There are two categories of people in life: those who complain and criticise continuously and those who know how to make the best of their circumstances in life; that is, those who take advantage of whatever comes their way.
While Jesus was going about healing the sick and freeing those oppressed by demons, some persons from among the crowds were busy running their mouths, (criticising Jesus), saying He is doing all that by the power of Beelzebub (the prince of demons). Honestly, there are some persons who are just impossible to please. There is nothing you do that would not warrant their attack. Whatever you do, they must talk.
On the other hand, however, there is Jacob in our first reading who said to the man he had wrestled with all night: “I will never let you go unless you bless me.” It is interesting to note that despite the wrestling all through the night, Jacob did not complain, instead, he thought of a way to make the best of his circumstances. Jacob despite having been blessed tremendously by his father, Isaac asked for more blessings.
The blessing Jacob got was a change of name. Jacob was given a new name: Israel, for he had successfully wrestled with God and man and prevailed. Jacob’s life would never remain the same. His new name, Israel to this day has become synonymous with all the blessings God promised to Abraham. A name is more than a means of identity; it could either be a blessing in itself or a curse. This is why we take naming ceremonies serious.
Dear friend, which category do you belong to? Do you constantly catch yourself complaining about others; carrying stories which you have not verified; deliberating partaking in character assassination? Or are you a Jacob who knows how best to take advantage of whatever may be his or her situation? When last did you ask for a blessing from your parents or from an elderly person?
When Jesus saw the huge crowds of people in need of healing, He was so moved with compassion because they were like sheep without a shepherd. Those who were supposed to shepherd the people, (bring them to God, pray for them and attend to their spiritual needs) obviously had become distracted by other things. Jesus called them hypocrites; white-washed tombs, blind guides. May God save us from bad shepherds.
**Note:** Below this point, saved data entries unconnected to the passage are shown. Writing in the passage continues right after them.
//! Rule execution engine.
//!
//! This crate provides:
//! - Serializable rule descriptors (action, `random(min,max)` schedule, args)
//! - An action registry resolving descriptors to executable actions
//! - The once/periodic executor with debounce and per-run timeouts
//! - A global rule refresher that polls a store and hot-swaps the running set
//! - YAML-file and in-memory rule stores

pub mod action;
pub mod clock;
pub mod descriptor;
pub mod error;
pub mod executor;
pub mod global;
pub mod period;
pub mod store;

#[cfg(test)]
mod testutil;

pub use action::{Action, ActionError, ActionRegistry, ResolveContext, RunContext};
pub use clock::{Clock, ManualClock, SystemClock};
pub use descriptor::{ActionKind, RuleDescriptor};
pub use error::{Result, RuleError, StoreError};
pub use executor::{Executor, Rule};
pub use global::{Generation, GlobalRulesArgs, RuleRefresher};
pub use period::Period;
pub use store::{FileRuleStore, GlobalRuleRow, GlobalRuleStore, MemoryRuleStore};
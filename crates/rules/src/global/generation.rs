//! One published snapshot of the global rule set.

use std::sync::atomic::{AtomicBool, Ordering};
use std::sync::{Arc, Mutex as StdMutex};

use chrono::{DateTime, Utc};
use tokio::sync::Mutex;
use tokio::task::JoinHandle;
use tokio_util::sync::CancellationToken;
use tracing::{debug, info, warn};

use crate::executor::{Executor, Rule};
use crate::store::GlobalRuleRow;

use super::fingerprint::Fingerprint;

/// A runtime rule loaded from one store row.
#[derive(Debug)]
pub struct LoadedRule {
    row_id: u64,
    periodic: bool,
    rule: Arc<Mutex<Rule>>,
}

impl LoadedRule {
    pub(crate) fn new(row_id: u64, rule: Rule) -> Self {
        Self {
            row_id,
            periodic: rule.is_periodic(),
            rule: Arc::new(Mutex::new(rule)),
        }
    }

    pub fn row_id(&self) -> u64 {
        self.row_id
    }

    pub fn is_periodic(&self) -> bool {
        self.periodic
    }

    /// The rule, locked by whichever task is currently driving it.
    pub fn rule(&self) -> &Arc<Mutex<Rule>> {
        &self.rule
    }
}

/// Rules parsed from one row set, plus the scope their work runs under.
///
/// Superseding a generation cancels its scope; periodic loops started under
/// it notice at their next cancellation check.
#[derive(Debug)]
pub struct Generation {
    id: u64,
    rows: Vec<GlobalRuleRow>,
    fingerprint: Fingerprint,
    rules: Vec<LoadedRule>,
    loaded_at: DateTime<Utc>,
    scope: CancellationToken,
    launched: AtomicBool,
    tasks: StdMutex<Vec<JoinHandle<()>>>,
}

impl Generation {
    pub(crate) fn new(
        id: u64,
        rows: Vec<GlobalRuleRow>,
        fingerprint: Fingerprint,
        rules: Vec<LoadedRule>,
        loaded_at: DateTime<Utc>,
        scope: CancellationToken,
    ) -> Self {
        Self {
            id,
            rows,
            fingerprint,
            rules,
            loaded_at,
            scope,
            launched: AtomicBool::new(false),
            tasks: StdMutex::new(Vec::new()),
        }
    }

    /// Monotonic generation number, starting at 1.
    pub fn id(&self) -> u64 {
        self.id
    }

    pub fn rows(&self) -> &[GlobalRuleRow] {
        &self.rows
    }

    pub fn fingerprint(&self) -> &Fingerprint {
        &self.fingerprint
    }

    pub fn rules(&self) -> &[LoadedRule] {
        &self.rules
    }

    pub fn len(&self) -> usize {
        self.rules.len()
    }

    pub fn is_empty(&self) -> bool {
        self.rules.is_empty()
    }

    pub fn loaded_at(&self) -> DateTime<Utc> {
        self.loaded_at
    }

    pub fn scope(&self) -> &CancellationToken {
        &self.scope
    }

    pub fn is_cancelled(&self) -> bool {
        self.scope.is_cancelled()
    }

    /// Whether `rows` is exactly the row set this generation was built from.
    pub(crate) fn matches(&self, fingerprint: &Fingerprint, rows: &[GlobalRuleRow]) -> bool {
        &self.fingerprint == fingerprint && self.rows == rows
    }

    pub(crate) fn cancel(&self) {
        if !self.scope.is_cancelled() {
            info!(generation = self.id, "canceling superseded global rules");
            self.scope.cancel();
        }
    }

    /// Start one task per periodic rule. Only the first call has any effect.
    pub(crate) fn launch_periodic(&self, executor: &Arc<Executor>) {
        if self.launched.swap(true, Ordering::SeqCst) {
            return;
        }

        let mut handles = Vec::new();
        for loaded in self.rules.iter().filter(|r| r.periodic) {
            let executor = Arc::clone(executor);
            let rule = Arc::clone(&loaded.rule);
            let scope = self.scope.clone();
            let row_id = loaded.row_id;
            let generation = self.id;

            handles.push(tokio::spawn(async move {
                let mut rule = rule.lock().await;
                match executor.execute(&scope, &mut rule, false).await {
                    Err(e) if !e.is_canceled() => {
                        warn!(generation, rule_id = row_id, error = %e, "periodic rule exited");
                    }
                    _ => debug!(generation, rule_id = row_id, "periodic rule finished"),
                }
            }));
        }

        if !handles.is_empty() {
            info!(generation = self.id, count = handles.len(), "launched periodic global rules");
        }
        if let Ok(mut tasks) = self.tasks.lock() {
            tasks.extend(handles);
        }
    }

    /// Number of periodic tasks started for this generation.
    pub fn periodic_tasks(&self) -> usize {
        self.tasks.lock().map(|t| t.len()).unwrap_or(0)
    }

    /// Wait for every periodic task of this generation to finish.
    pub(crate) async fn join(&self) {
        let handles: Vec<JoinHandle<()>> = match self.tasks.lock() {
            Ok(mut tasks) => tasks.drain(..).collect(),
            Err(_) => return,
        };
        for handle in handles {
            if let Err(e) = handle.await {
                warn!(generation = self.id, error = %e, "periodic rule task panicked");
            }
        }
    }
}
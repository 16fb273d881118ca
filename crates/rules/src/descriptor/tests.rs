use std::time::Duration;

use serde_json::json;

use super::{ActionKind, RuleDescriptor};
use crate::error::RuleError;

// -- decoding ----------------------------------------------------------

#[test]
fn decode_full_descriptor() {
    let raw = br#"{
        "action": "delete_project",
        "periodic": "random(5,10)",
        "minInterval": "1m",
        "timeout": "30s",
        "args": {"projectId": 7}
    }"#;
    let desc = RuleDescriptor::from_json(raw).unwrap();

    assert_eq!(desc.action, ActionKind::DeleteProject);
    assert_eq!(desc.periodic, "random(5,10)");
    assert_eq!(desc.min_interval, Some(Duration::from_secs(60)));
    assert_eq!(desc.timeout, Some(Duration::from_secs(30)));
    assert_eq!(desc.args, json!({"projectId": 7}));
    assert!(desc.is_periodic());
}

#[test]
fn decode_minimal_descriptor_is_one_shot() {
    let desc = RuleDescriptor::from_json(br#"{"action": "create_project"}"#).unwrap();

    assert_eq!(desc.action, ActionKind::CreateProject);
    assert!(!desc.is_periodic());
    assert_eq!(desc.min_interval, None);
    assert_eq!(desc.timeout, None);
    assert!(desc.args.is_null());
}

#[test]
fn decode_accepts_capitalised_field_names() {
    let raw = br#"{"Act": "global_rules", "Periodic": "random(1,2)", "Args": {"UpdateInterval": "10s"}}"#;
    let desc = RuleDescriptor::from_json(raw).unwrap();

    assert_eq!(desc.action, ActionKind::GlobalRules);
    assert_eq!(desc.periodic, "random(1,2)");
    assert_eq!(desc.args, json!({"UpdateInterval": "10s"}));
}

#[test]
fn decode_empty_durations_are_unset() {
    let raw = br#"{"action": "create_project", "minInterval": "", "timeout": null}"#;
    let desc = RuleDescriptor::from_json(raw).unwrap();
    assert_eq!(desc.min_interval, None);
    assert_eq!(desc.timeout, None);
}

#[test]
fn decode_unknown_action_is_preserved() {
    let desc = RuleDescriptor::from_json(br#"{"action": "rotate_keys"}"#).unwrap();
    assert_eq!(desc.action, ActionKind::Other("rotate_keys".to_string()));
    assert_eq!(desc.action.to_string(), "rotate_keys");
}

#[test]
fn decode_bad_duration_is_malformed_expression() {
    let err = RuleDescriptor::from_json(br#"{"action": "create_project", "timeout": "soon"}"#)
        .unwrap_err();
    assert!(
        matches!(err, RuleError::MalformedExpression { ref expr, .. } if expr == "soon"),
        "{err}"
    );

    let err = RuleDescriptor::from_json(br#"{"action": "create_project", "minInterval": "1.5x"}"#)
        .unwrap_err();
    assert!(matches!(err, RuleError::MalformedExpression { .. }), "{err}");
}

#[test]
fn decode_bad_yaml_duration_is_malformed_expression() {
    let err = RuleDescriptor::from_yaml("action: create_project\nMinInterval: 3 days\n").unwrap_err();
    assert!(matches!(err, RuleError::MalformedExpression { .. }), "{err}");
}

#[test]
fn decode_fractional_durations() {
    let raw = br#"{"action": "create_project", "minInterval": "1.5s", "timeout": "0.5m"}"#;
    let desc = RuleDescriptor::from_json(raw).unwrap();
    assert_eq!(desc.min_interval, Some(Duration::from_millis(1_500)));
    assert_eq!(desc.timeout, Some(Duration::from_secs(30)));
}

#[test]
fn decode_missing_action_fails() {
    let err = RuleDescriptor::from_json(br#"{"periodic": "random(1,2)"}"#).unwrap_err();
    assert!(matches!(err, RuleError::Descriptor(_)));
}

// -- encoding ----------------------------------------------------------

#[test]
fn encode_uses_wire_field_names() {
    let desc = RuleDescriptor::new(ActionKind::DeleteProject)
        .with_periodic("random(5,10)")
        .with_min_interval(Duration::from_millis(1_500))
        .with_args(json!({"projectId": 1}));

    let value: serde_json::Value = serde_json::from_slice(&desc.to_json().unwrap()).unwrap();
    assert_eq!(
        value,
        json!({
            "action": "delete_project",
            "periodic": "random(5,10)",
            "minInterval": "1500ms",
            "args": {"projectId": 1},
        })
    );
}

#[test]
fn whitespace_only_periodic_is_one_shot() {
    let desc = RuleDescriptor::new(ActionKind::CreateProject).with_periodic("   ");
    assert!(!desc.is_periodic());
}

// -- files -------------------------------------------------------------

#[test]
fn read_yaml_descriptor_file() {
    let dir = tempfile::tempdir().unwrap();
    let path = dir.path().join("root.yml");
    std::fs::write(
        &path,
        "action: global_rules\nperiodic: random(1,2)\nargs:\n  updateInterval: 10s\n",
    )
    .unwrap();

    let desc = RuleDescriptor::from_file(&path).unwrap();
    assert_eq!(desc.action, ActionKind::GlobalRules);
    assert_eq!(desc.periodic, "random(1,2)");
    assert_eq!(desc.args, json!({"updateInterval": "10s"}));
}

#[test]
fn read_json_descriptor_file() {
    let dir = tempfile::tempdir().unwrap();
    let path = dir.path().join("root.json");
    std::fs::write(&path, r#"{"action": "create_project", "timeout": "5s"}"#).unwrap();

    let desc = RuleDescriptor::from_file(&path).unwrap();
    assert_eq!(desc.action, ActionKind::CreateProject);
    assert_eq!(desc.timeout, Some(Duration::from_secs(5)));
}

#[test]
fn missing_descriptor_file_is_io_error() {
    let dir = tempfile::tempdir().unwrap();
    let err = RuleDescriptor::from_file(&dir.path().join("absent.yml")).unwrap_err();
    assert!(matches!(err, RuleError::Io(_)));
}

#[test]
fn action_kind_parses_like_it_decodes() {
    for name in ["create_project", "delete_project", "global_rules", "rotate_keys"] {
        let parsed: ActionKind = name.parse().unwrap();
        assert_eq!(parsed, ActionKind::from(name.to_string()));
        assert_eq!(parsed.as_str(), name);
    }
    assert_eq!("global_rules".parse::<ActionKind>().unwrap(), ActionKind::GlobalRules);
}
Jesus concluded that the harvest is plentiful but the labourers are few and immediately asks that we pray to God to send more labourers. Notice that Jesus identified the problem and immediately thought about a solution. Jesus suggested the cure for poor leadership; Prayer!
Pray that God sends more labourers into the harvest. Pray for your leaders, pray for your shepherds, pray for me! As you pray for us, perhaps, you too might begin to hear the call of God. Perhaps, God will open your eyes to see many areas where you too can contribute your quota towards solving the problem of scarcity of labourers in God’s vineyard.
Let us pray: Lord Jesus, I will not let you go unless you bless me. Use me as your instrument now and always. Amen
Be Happy. Live Positive. Have Faith. It is well with you. God bless you. (Tuesday of week 14 in Ordinary Time. Bible Study: Genesis 32:23-33, Psalm 17 and Matthew 9:32-36).